◆ What you are asked to do:
Throughout the records below, find the lines with the string "TextField" and give how many there are, nothing else.

==== Data extracts ====

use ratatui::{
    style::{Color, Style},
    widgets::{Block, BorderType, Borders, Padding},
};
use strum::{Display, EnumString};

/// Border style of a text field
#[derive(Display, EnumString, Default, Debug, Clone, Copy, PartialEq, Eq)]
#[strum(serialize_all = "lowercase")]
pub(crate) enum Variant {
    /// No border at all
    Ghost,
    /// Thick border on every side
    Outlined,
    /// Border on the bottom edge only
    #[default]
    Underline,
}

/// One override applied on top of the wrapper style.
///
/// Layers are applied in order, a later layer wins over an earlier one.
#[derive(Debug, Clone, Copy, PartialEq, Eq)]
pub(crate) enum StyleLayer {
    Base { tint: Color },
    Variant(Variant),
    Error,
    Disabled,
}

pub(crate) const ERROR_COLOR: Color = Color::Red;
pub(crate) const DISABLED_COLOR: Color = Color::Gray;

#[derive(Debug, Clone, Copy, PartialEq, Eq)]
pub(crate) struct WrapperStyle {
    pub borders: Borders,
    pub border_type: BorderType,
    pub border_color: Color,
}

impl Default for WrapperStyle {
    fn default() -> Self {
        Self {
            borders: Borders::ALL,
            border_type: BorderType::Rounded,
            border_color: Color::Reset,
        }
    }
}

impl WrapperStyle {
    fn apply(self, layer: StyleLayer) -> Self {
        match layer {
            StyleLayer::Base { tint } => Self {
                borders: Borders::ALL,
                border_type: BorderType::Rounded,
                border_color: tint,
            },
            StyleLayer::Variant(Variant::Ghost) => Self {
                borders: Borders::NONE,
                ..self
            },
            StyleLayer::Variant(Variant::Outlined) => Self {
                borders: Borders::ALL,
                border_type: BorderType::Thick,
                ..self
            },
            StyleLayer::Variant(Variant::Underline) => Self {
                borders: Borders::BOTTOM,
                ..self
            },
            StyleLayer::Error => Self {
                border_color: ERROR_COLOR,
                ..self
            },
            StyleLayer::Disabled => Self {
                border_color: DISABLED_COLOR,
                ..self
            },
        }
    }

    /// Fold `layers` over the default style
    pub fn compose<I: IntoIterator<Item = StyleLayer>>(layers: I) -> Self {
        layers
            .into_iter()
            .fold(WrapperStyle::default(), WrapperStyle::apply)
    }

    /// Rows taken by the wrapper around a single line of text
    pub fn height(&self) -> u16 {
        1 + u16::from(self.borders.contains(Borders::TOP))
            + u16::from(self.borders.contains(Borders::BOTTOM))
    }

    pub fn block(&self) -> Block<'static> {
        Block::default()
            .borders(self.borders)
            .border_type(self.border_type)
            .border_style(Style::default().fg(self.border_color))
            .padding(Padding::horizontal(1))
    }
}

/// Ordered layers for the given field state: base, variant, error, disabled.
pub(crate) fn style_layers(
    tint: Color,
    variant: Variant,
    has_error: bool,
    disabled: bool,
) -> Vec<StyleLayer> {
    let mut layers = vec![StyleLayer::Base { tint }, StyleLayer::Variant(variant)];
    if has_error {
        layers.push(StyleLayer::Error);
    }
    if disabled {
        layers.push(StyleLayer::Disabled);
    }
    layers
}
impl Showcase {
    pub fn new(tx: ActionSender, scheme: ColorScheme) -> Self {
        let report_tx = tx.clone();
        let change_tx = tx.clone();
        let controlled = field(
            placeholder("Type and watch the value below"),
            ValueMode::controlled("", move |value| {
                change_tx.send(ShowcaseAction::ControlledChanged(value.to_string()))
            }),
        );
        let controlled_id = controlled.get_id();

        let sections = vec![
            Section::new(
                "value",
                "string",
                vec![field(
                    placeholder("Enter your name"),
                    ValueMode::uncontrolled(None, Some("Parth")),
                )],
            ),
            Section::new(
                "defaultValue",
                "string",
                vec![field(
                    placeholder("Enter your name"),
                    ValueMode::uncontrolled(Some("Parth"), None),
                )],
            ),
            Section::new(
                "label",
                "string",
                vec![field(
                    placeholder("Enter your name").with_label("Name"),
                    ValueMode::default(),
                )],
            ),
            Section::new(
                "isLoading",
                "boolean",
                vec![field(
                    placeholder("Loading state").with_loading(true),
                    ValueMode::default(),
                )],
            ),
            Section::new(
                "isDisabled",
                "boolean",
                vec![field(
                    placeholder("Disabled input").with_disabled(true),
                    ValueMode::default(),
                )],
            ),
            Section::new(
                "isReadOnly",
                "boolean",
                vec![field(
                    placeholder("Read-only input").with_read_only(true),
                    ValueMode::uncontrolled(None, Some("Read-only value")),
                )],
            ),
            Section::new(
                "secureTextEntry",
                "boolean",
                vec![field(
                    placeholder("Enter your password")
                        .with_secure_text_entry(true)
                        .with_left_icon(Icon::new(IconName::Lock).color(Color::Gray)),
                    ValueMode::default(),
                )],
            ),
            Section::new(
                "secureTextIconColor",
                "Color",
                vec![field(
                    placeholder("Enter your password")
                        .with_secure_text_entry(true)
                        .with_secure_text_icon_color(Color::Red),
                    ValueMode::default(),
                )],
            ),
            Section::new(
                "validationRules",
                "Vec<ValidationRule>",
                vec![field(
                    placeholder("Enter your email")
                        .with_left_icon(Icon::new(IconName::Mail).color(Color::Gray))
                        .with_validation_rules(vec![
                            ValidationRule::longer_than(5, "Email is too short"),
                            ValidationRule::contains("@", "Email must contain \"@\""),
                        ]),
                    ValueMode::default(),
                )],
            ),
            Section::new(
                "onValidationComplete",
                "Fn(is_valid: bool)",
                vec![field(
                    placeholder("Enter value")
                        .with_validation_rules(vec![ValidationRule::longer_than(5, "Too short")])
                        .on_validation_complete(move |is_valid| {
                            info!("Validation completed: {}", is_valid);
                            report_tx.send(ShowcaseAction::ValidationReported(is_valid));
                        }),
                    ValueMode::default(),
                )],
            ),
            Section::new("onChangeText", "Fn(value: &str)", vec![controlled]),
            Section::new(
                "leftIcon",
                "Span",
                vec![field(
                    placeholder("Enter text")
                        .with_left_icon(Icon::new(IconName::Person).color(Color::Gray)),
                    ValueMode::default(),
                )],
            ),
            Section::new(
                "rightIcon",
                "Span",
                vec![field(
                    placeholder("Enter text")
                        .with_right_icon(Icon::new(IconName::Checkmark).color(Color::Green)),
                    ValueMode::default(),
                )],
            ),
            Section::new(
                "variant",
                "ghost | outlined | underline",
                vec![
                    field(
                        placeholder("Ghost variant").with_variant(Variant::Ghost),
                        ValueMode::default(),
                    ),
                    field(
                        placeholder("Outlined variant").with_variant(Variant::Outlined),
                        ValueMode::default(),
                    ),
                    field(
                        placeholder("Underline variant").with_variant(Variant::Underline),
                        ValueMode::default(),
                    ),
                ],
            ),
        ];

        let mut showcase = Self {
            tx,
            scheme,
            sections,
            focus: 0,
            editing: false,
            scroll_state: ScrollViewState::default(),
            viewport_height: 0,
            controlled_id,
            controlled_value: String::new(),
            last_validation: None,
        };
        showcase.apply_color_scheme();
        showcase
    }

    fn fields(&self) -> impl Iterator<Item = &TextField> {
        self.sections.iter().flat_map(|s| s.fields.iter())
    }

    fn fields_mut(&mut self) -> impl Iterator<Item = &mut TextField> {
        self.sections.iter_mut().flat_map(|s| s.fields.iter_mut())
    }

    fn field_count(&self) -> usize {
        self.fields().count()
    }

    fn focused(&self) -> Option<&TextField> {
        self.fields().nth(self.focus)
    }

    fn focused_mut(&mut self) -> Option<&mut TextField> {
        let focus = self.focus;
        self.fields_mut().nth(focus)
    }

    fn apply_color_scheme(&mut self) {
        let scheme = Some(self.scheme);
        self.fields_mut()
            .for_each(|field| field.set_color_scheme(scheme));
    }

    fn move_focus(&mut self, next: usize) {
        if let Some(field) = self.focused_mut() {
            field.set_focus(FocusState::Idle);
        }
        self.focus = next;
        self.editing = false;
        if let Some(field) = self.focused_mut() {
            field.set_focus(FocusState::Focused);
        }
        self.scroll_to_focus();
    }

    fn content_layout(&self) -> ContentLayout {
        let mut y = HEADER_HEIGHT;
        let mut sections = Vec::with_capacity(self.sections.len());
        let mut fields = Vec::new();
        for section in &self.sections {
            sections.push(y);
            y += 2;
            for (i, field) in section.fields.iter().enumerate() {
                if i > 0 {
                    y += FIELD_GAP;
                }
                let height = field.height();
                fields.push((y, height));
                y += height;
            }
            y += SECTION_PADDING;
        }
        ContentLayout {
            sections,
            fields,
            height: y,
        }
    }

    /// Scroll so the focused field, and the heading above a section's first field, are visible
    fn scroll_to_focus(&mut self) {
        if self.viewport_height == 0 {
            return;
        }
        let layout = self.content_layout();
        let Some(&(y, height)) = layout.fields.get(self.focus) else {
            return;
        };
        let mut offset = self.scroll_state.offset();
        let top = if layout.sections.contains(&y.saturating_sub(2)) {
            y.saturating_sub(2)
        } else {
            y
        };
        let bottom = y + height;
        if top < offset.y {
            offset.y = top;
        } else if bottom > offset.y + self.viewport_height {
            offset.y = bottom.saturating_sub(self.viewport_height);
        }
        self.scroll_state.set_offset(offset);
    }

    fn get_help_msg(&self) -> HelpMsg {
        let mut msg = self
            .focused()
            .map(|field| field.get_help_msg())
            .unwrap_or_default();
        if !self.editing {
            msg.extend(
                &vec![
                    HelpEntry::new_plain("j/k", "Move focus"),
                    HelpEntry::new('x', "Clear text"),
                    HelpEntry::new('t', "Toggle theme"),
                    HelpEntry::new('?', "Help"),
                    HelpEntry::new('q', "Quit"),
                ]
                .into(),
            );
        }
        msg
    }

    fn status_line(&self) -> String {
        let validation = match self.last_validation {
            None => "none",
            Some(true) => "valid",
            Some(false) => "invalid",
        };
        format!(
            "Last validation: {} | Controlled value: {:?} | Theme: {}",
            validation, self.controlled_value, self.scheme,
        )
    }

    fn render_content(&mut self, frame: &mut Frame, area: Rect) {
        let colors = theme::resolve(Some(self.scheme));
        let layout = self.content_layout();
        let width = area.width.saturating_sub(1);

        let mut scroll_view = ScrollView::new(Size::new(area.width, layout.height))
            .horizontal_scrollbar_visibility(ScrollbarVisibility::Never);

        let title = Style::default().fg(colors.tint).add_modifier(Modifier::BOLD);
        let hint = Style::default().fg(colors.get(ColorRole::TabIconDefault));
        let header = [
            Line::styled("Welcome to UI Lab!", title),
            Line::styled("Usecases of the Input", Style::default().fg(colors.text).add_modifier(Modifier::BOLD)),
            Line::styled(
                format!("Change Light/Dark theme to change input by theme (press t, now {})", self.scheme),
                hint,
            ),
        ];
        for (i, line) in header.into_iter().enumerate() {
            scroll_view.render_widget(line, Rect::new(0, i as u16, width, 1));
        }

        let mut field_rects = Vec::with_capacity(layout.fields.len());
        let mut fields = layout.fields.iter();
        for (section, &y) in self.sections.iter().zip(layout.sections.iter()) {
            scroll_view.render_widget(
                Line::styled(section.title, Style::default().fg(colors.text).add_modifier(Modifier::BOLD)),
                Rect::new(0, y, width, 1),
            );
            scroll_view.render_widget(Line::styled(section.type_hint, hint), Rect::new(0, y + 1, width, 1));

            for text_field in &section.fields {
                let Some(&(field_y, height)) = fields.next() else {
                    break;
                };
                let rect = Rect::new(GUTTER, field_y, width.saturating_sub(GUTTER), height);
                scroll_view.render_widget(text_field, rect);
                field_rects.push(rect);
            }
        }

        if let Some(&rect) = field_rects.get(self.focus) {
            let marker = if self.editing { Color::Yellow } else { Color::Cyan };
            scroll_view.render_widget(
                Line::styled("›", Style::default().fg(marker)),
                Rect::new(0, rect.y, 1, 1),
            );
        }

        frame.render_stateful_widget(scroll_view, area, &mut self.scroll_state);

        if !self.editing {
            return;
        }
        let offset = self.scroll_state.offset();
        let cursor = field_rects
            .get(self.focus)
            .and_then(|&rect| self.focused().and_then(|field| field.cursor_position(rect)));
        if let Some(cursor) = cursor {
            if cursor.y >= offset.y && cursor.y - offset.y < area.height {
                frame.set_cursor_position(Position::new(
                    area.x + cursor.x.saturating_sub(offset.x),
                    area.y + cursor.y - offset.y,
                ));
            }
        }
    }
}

====

◆ Response below:
4